ABOUT THIS EXERCISE »
The answer must consist of every line in the data that contains "Sets".

GIVEN INFORMATION »
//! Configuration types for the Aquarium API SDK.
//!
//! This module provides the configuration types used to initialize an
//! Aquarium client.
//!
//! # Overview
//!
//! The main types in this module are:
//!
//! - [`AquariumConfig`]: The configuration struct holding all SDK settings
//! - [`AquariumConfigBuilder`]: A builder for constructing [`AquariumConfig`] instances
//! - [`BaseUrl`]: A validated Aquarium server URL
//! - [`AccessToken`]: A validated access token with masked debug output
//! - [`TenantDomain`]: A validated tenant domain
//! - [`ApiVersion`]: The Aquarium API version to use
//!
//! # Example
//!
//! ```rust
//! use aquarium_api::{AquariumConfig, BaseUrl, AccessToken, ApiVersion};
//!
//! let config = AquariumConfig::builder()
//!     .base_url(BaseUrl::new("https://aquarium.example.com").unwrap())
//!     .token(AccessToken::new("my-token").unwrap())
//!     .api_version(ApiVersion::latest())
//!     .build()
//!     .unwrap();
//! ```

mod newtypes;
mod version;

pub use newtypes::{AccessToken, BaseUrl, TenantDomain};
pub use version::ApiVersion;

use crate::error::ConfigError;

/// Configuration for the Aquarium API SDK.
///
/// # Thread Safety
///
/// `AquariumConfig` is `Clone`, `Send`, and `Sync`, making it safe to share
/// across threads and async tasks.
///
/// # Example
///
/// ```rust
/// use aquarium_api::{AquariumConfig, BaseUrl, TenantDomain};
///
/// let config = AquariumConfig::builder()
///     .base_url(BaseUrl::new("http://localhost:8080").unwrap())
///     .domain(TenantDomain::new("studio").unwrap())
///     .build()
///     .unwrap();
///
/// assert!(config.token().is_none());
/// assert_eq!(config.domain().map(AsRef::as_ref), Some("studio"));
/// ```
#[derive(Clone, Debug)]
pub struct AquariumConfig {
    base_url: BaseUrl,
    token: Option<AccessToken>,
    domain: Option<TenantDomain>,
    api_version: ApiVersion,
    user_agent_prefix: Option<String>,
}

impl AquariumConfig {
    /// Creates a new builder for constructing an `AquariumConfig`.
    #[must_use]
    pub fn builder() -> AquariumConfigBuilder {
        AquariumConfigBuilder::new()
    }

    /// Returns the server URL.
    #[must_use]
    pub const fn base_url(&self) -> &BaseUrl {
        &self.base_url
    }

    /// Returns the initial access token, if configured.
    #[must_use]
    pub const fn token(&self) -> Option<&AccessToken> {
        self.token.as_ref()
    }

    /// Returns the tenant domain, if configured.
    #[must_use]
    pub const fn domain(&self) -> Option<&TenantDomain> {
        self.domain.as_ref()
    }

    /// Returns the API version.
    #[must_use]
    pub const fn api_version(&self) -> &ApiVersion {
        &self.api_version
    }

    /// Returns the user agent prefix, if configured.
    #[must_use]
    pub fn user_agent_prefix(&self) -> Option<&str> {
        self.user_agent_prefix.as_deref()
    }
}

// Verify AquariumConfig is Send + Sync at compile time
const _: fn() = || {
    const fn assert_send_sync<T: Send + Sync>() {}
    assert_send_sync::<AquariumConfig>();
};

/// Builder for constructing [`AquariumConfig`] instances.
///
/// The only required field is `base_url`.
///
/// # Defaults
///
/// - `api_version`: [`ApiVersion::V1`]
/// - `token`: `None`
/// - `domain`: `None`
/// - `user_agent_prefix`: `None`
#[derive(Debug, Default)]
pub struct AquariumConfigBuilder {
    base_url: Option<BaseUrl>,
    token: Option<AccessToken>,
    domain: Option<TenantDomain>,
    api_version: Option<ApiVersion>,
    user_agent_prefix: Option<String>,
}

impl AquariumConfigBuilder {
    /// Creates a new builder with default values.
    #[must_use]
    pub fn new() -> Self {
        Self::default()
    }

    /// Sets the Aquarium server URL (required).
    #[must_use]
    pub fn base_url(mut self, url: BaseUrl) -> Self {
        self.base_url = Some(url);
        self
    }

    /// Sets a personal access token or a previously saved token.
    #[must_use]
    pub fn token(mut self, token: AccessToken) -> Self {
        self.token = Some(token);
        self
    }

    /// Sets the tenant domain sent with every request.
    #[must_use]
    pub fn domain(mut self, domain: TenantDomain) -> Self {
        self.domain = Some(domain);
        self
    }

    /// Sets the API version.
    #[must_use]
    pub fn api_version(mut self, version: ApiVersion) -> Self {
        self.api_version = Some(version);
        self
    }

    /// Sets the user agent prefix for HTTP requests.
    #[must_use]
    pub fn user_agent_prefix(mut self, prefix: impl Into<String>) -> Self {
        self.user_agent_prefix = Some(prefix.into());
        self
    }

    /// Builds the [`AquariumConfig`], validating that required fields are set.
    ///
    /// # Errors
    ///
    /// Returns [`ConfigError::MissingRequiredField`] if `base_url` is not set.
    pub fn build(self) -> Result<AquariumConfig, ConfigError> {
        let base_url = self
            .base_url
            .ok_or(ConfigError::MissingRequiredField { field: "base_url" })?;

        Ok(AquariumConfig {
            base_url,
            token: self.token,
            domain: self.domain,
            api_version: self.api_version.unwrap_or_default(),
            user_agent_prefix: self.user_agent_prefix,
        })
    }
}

--

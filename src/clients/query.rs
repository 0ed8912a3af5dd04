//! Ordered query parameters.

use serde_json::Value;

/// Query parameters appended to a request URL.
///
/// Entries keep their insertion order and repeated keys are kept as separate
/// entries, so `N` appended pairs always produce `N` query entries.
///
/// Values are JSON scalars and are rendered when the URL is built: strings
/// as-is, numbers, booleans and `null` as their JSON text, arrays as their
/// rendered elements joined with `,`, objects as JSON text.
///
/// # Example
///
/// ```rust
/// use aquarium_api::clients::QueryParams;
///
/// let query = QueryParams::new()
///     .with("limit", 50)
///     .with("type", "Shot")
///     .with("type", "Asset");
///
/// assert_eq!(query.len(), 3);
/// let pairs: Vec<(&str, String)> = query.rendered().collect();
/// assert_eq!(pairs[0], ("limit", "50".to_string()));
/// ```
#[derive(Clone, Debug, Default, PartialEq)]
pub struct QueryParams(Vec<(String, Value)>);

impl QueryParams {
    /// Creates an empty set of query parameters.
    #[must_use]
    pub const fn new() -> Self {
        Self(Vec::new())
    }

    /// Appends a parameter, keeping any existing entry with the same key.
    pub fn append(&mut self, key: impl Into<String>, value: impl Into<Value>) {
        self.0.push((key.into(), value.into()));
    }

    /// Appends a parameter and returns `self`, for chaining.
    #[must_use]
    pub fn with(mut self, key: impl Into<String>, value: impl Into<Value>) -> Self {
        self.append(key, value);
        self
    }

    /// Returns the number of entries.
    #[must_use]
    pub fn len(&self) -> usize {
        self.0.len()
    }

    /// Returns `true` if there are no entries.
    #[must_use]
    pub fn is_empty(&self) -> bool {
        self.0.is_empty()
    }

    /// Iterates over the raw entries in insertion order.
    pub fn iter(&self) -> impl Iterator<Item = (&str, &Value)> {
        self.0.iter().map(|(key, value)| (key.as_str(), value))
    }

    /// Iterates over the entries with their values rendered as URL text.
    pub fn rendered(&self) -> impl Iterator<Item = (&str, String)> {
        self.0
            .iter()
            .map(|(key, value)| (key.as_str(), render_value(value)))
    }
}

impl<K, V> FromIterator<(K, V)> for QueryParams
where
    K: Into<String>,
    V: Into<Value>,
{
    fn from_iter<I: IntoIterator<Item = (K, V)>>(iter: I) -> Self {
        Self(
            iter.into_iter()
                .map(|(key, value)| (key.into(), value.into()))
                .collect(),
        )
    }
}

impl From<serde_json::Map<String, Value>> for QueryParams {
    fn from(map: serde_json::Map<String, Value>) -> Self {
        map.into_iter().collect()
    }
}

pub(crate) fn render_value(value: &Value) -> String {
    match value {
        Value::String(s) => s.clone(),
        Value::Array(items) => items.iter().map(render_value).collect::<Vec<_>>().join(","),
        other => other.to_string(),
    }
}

OUTPUT BELOW »
    /// Sets the Aquarium server URL (required).
    /// Sets a personal access token or a previously saved token.
    /// Sets the tenant domain sent with every request.
    /// Sets the API version.
    /// Sets the user agent prefix for HTTP requests.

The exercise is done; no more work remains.